George Bush has yet to condemn this atrocity by an "ally" who receives more US funding than any other nation on earth, over $10 million per day. Congress has yet to pass a resolution condemning this use of American tax money to kill an American citizen. The U.S. State Department has yet to impose any diplomatic sanctions whatsoever against a government whose "apology" for one of its soldiers crushing a young, peaceful American student has consisted of calling it "regrettable," and blaming Rachel for the Israeli soldier's decision to kill her.

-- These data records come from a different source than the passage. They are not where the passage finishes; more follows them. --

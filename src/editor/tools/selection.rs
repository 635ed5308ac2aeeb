use super::*;

/// Pointer gesture in progress while the select tool is active.
#[derive(Debug, Clone, Copy, PartialEq, Eq)]
pub enum SelectGesture {
    Move { last: ToolPoint },
    Marquee { anchor: ToolPoint, current: ToolPoint },
}

#[derive(Debug, Clone, Copy, PartialEq, Eq)]
pub enum SelectPointerOutcome {
    Ignored,
    Selected(u64),
    EditText(u64),
    MarqueeStarted,
}

impl Canvas {
    /// Toggles select mode: every object becomes clickable and marquee
    /// selection is enabled, or everything goes inert and the selection is
    /// dropped.
    pub fn set_selection_enabled(&mut self, enabled: bool) {
        self.selection_enabled = enabled;
        for object in &mut self.objects {
            object.set_interactive(enabled);
        }
        if !enabled {
            self.gesture = None;
            self.clear_selection();
        }
    }

    pub const fn selection_enabled(&self) -> bool {
        self.selection_enabled
    }

    /// Topmost interactive object under `point`.
    pub fn object_at(&self, point: ToolPoint) -> Option<u64> {
        self.objects
            .iter()
            .rev()
            .find(|object| object.is_interactive() && object.hit(point))
            .map(ToolObject::id)
    }

    pub fn select(&mut self, id: u64) -> Result<(), ToolError> {
        if self.object(id).is_none() {
            return Err(ToolError::ObjectNotFound(id));
        }
        self.replace_selection(vec![id]);
        Ok(())
    }

    pub fn clear_selection(&mut self) {
        self.replace_selection(Vec::new());
    }

    pub(super) fn replace_selection(&mut self, ids: Vec<u64>) {
        if self.selection != ids {
            self.selection = ids;
            self.events.push(CanvasEvent::SelectionChanged);
        }
    }

    pub fn selection(&self) -> &[u64] {
        &self.selection
    }

    pub fn has_selection(&self) -> bool {
        !self.selection.is_empty()
    }

    pub const fn gesture(&self) -> Option<SelectGesture> {
        self.gesture
    }

    pub fn marquee_bounds(&self) -> Option<ToolBounds> {
        match self.gesture {
            Some(SelectGesture::Marquee { anchor, current }) => {
                Some(ToolBounds::from_corners(anchor, current))
            }
            _ => None,
        }
    }

    pub fn select_pointer_down(&mut self, point: ToolPoint) -> SelectPointerOutcome {
        if !self.selection_enabled {
            return SelectPointerOutcome::Ignored;
        }

        let Some(hit) = self.object_at(point) else {
            self.clear_selection();
            self.gesture = Some(SelectGesture::Marquee {
                anchor: point,
                current: point,
            });
            return SelectPointerOutcome::MarqueeStarted;
        };

        if self.selection == [hit] && self.get_text(hit).is_some() {
            if self.enter_text_editing(hit).is_ok() {
                self.gesture = None;
                return SelectPointerOutcome::EditText(hit);
            }
        }

        if !self.selection.contains(&hit) {
            self.replace_selection(vec![hit]);
        }
        self.gesture = Some(SelectGesture::Move { last: point });
        SelectPointerOutcome::Selected(hit)
    }

    pub fn select_pointer_move(&mut self, point: ToolPoint) -> bool {
        match self.gesture {
            Some(SelectGesture::Move { last }) => {
                let delta_x = point.x.saturating_sub(last.x);
                let delta_y = point.y.saturating_sub(last.y);
                if delta_x == 0 && delta_y == 0 {
                    return false;
                }
                let selection = self.selection.clone();
                for object in self
                    .objects
                    .iter_mut()
                    .filter(|object| selection.contains(&object.id()))
                {
                    object.translate(delta_x, delta_y);
                }
                self.gesture = Some(SelectGesture::Move { last: point });
                true
            }
            Some(SelectGesture::Marquee { anchor, .. }) => {
                self.gesture = Some(SelectGesture::Marquee {
                    anchor,
                    current: point,
                });
                true
            }
            None => false,
        }
    }

    /// Ends the gesture; a marquee selects every interactive object it
    /// touches, in stacking order.
    pub fn select_pointer_up(&mut self, point: ToolPoint) {
        self.select_pointer_move(point);
        let Some(SelectGesture::Marquee { anchor, current }) = self.gesture.take() else {
            return;
        };
        if anchor == current {
            return;
        }
        let marquee = ToolBounds::from_corners(anchor, current);
        let hits = self
            .objects
            .iter()
            .filter(|object| object.is_interactive() && object.bounds().intersects(&marquee))
            .map(ToolObject::id)
            .collect::<Vec<_>>();
        self.replace_selection(hits);
    }

    pub fn remove_selected(&mut self) -> Vec<ToolObject> {
        let selected = self.selection.clone();
        selected
            .into_iter()
            .filter_map(|id| self.remove_object(id))
            .collect()
    }

    /// Applies a control edit to every selected object and returns how many
    /// actually changed.
    pub fn apply_style_to_selection(&mut self, change: StyleChange) -> usize {
        let selection = self.selection.clone();
        self.objects
            .iter_mut()
            .filter(|object| selection.contains(&object.id()))
            .map(|object| object.apply_style(change))
            .filter(|changed| *changed)
            .count()
    }
}
/// Tool state machine and pointer protocol over the session's canvas.
///
/// The engine is a short-lived view: the controller builds one per input
/// event with the live style controls.
pub struct DrawingEngine<'a> {
    state: &'a mut SessionState,
    controls: StyleControls,
    placeholder: &'a str,
}

impl<'a> DrawingEngine<'a> {
    pub fn new(state: &'a mut SessionState, controls: StyleControls, placeholder: &'a str) -> Self {
        Self {
            state,
            controls,
            placeholder,
        }
    }

    /// Creates the canvas for a fitted screenshot and applies the session's
    /// current tool before any input arrives.
    pub fn init_canvas(&mut self, fit: &CanvasFit) {
        self.state.canvas = Some(Canvas::new(fit.display));
        self.state.canvas_scale = fit.scale;
        tracing::info!(
            width = fit.original.width,
            height = fit.original.height,
            display_width = fit.display.width,
            display_height = fit.display.height,
            scale = fit.scale,
            "canvas initialized"
        );
        self.apply_tool(self.state.current_tool);
    }

    fn canvas_mut(&mut self) -> Result<&mut Canvas, ToolError> {
        self.state.canvas.as_mut().ok_or(ToolError::NoCanvas)
    }

    /// Switches the active tool. Any drag in flight is discarded and inline
    /// text editing is committed without the automatic switch to select.
    pub fn set_tool(&mut self, tool: ToolKind) -> Result<(), ToolError> {
        let canvas = self.state.canvas.as_mut().ok_or(ToolError::NoCanvas)?;
        if let Some(pending) = self.state.pending_object.take() {
            canvas.remove_object(pending);
            tracing::debug!(id = pending, "discarded shape under construction");
        }
        self.state.is_drawing = false;
        canvas.exit_text_editing();
        self.apply_tool(tool);
        Ok(())
    }

    fn apply_tool(&mut self, tool: ToolKind) {
        self.state.current_tool = tool;
        if let Some(canvas) = self.state.canvas.as_mut() {
            canvas.set_selection_enabled(tool == ToolKind::Select);
            canvas.set_cursor(tool.cursor());
        }
        tracing::debug!(tool = tool.label(), "tool selected");
    }

    pub fn pointer_down(&mut self, point: ToolPoint) -> Result<(), ToolError> {
        if self.state.canvas.is_none() {
            return Err(ToolError::NoCanvas);
        }
        if self.is_editing_text() {
            self.finish_text_editing();
            return Ok(());
        }

        let tool = self.state.current_tool;
        if tool == ToolKind::Select {
            let outcome = self.canvas_mut()?.select_pointer_down(point);
            if let SelectPointerOutcome::EditText(id) = outcome {
                tracing::debug!(id, "editing existing text");
            }
            return Ok(());
        }
        if tool == ToolKind::Text {
            let options = TextOptions::from_controls(&self.controls);
            let placeholder = self.placeholder;
            let id = self.canvas_mut()?.add_text_box(point, options, placeholder);
            tracing::debug!(id, x = point.x, y = point.y, "text box created");
            return Ok(());
        }

        if self.state.is_drawing {
            return Ok(());
        }
        let shape = PendingShape::for_tool(tool).ok_or(ToolError::NotADrawingTool(tool))?;
        let style = self.controls.stroke();
        let id = self.canvas_mut()?.begin_shape(shape, point, style);
        self.state.start_x = point.x;
        self.state.start_y = point.y;
        self.state.is_drawing = true;
        self.state.pending_object = Some(id);
        Ok(())
    }

    pub fn pointer_move(&mut self, point: ToolPoint) -> Result<(), ToolError> {
        let anchor = self.state.drag_anchor();
        let tool = self.state.current_tool;
        let drawing = self.state.is_drawing;
        let pending = self.state.pending_object;
        let canvas = self.canvas_mut()?;

        if tool == ToolKind::Select {
            canvas.select_pointer_move(point);
            return Ok(());
        }
        match (drawing, pending) {
            (true, Some(id)) => canvas.resize_shape(id, anchor, point),
            _ => Ok(()),
        }
    }

    pub fn pointer_up(&mut self, point: ToolPoint) -> Result<Option<u64>, ToolError> {
        let anchor = self.state.drag_anchor();
        let tool = self.state.current_tool;
        let canvas = self.state.canvas.as_mut().ok_or(ToolError::NoCanvas)?;

        if tool == ToolKind::Select {
            canvas.select_pointer_up(point);
            return Ok(None);
        }
        if !self.state.is_drawing {
            return Ok(None);
        }
        self.state.is_drawing = false;
        let Some(id) = self.state.pending_object.take() else {
            return Ok(None);
        };
        canvas.resize_shape(id, anchor, point)?;
        canvas.finish_shape(id)
    }

    /// Records a control edit and applies it to the current selection.
    pub fn apply_style(&mut self, change: StyleChange) -> Result<usize, ToolError> {
        change.apply_to_controls(&mut self.controls);
        let changed = self.canvas_mut()?.apply_style_to_selection(change);
        Ok(changed)
    }

    /// Removes the last added object. A drag in flight is aborted instead.
    pub fn undo(&mut self) -> Result<Option<ToolObject>, ToolError> {
        let pending = self.state.pending_object.take();
        self.state.is_drawing = false;
        let canvas = self.canvas_mut()?;
        if let Some(id) = pending {
            return Ok(canvas.remove_object(id));
        }
        let removed = canvas.pop_last_object();
        if let Some(object) = &removed {
            tracing::debug!(id = object.id(), "undo removed object");
        }
        Ok(removed)
    }

    pub fn delete_selection(&mut self) -> Result<Vec<ToolObject>, ToolError> {
        let removed = self.canvas_mut()?.remove_selected();
        if !removed.is_empty() {
            tracing::debug!(count = removed.len(), "deleted selection");
        }
        Ok(removed)
    }

    pub fn is_editing_text(&self) -> bool {
        self.state
            .canvas
            .as_ref()
            .is_some_and(Canvas::is_editing_text)
    }

    pub fn text_input(&mut self, event: TextInputEvent) -> Result<TextInputAction, ToolError> {
        if event == TextInputEvent::Exit {
            return Ok(match self.finish_text_editing() {
                Some(_) => TextInputAction::ExitEditing,
                None => TextInputAction::NoTextTarget,
            });
        }
        Ok(self.canvas_mut()?.apply_text_input(event))
    }

    /// Ends inline editing the way a user does: kept text becomes a
    /// selectable object and the select tool takes over with it selected.
    pub fn finish_text_editing(&mut self) -> Option<TextExit> {
        let exit = self.state.canvas.as_mut()?.exit_text_editing()?;
        if exit.kept {
            self.apply_tool(ToolKind::Select);
            if let Some(canvas) = self.state.canvas.as_mut() {
                if let Err(err) = canvas.select(exit.id) {
                    tracing::warn!(%err, "edited text vanished before selection");
                }
            }
        }
        Some(exit)
    }
}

The American media have yet to accord this horror the attention it would normally merit, if it had been done by any other country on earth, including the U.S. government. We heard about Chandra Levy for many months. We read about the students in Tiananman Square for years. We heard news reports about Rachel Corrie for approximately two days. Apart from her hometown Washington state newspapers, there were virtually no follow up stories ­ no stories about the memorial service held the next day in Gaza that was broken up by an Israeli tank, while the bulldozer that killed her drove slowly, exultantly past. No stories about Israeli forces blocking the ambulance carrying her remains from exiting Gaza. No stories about Rachel's grieving parents and siblings, about their inability to travel to Palestine. No stories.

This erasing of Rachel, her message, and her death is unconscionable. It is also extremely dangerous. Such silence is giving Israel a green light to escalate its killing of civilians, of peaceful protesters, of young girls. The day after Rachel was killed the Israeli military killed another 9 Palestinian civilians, including three children, the following weeks still more.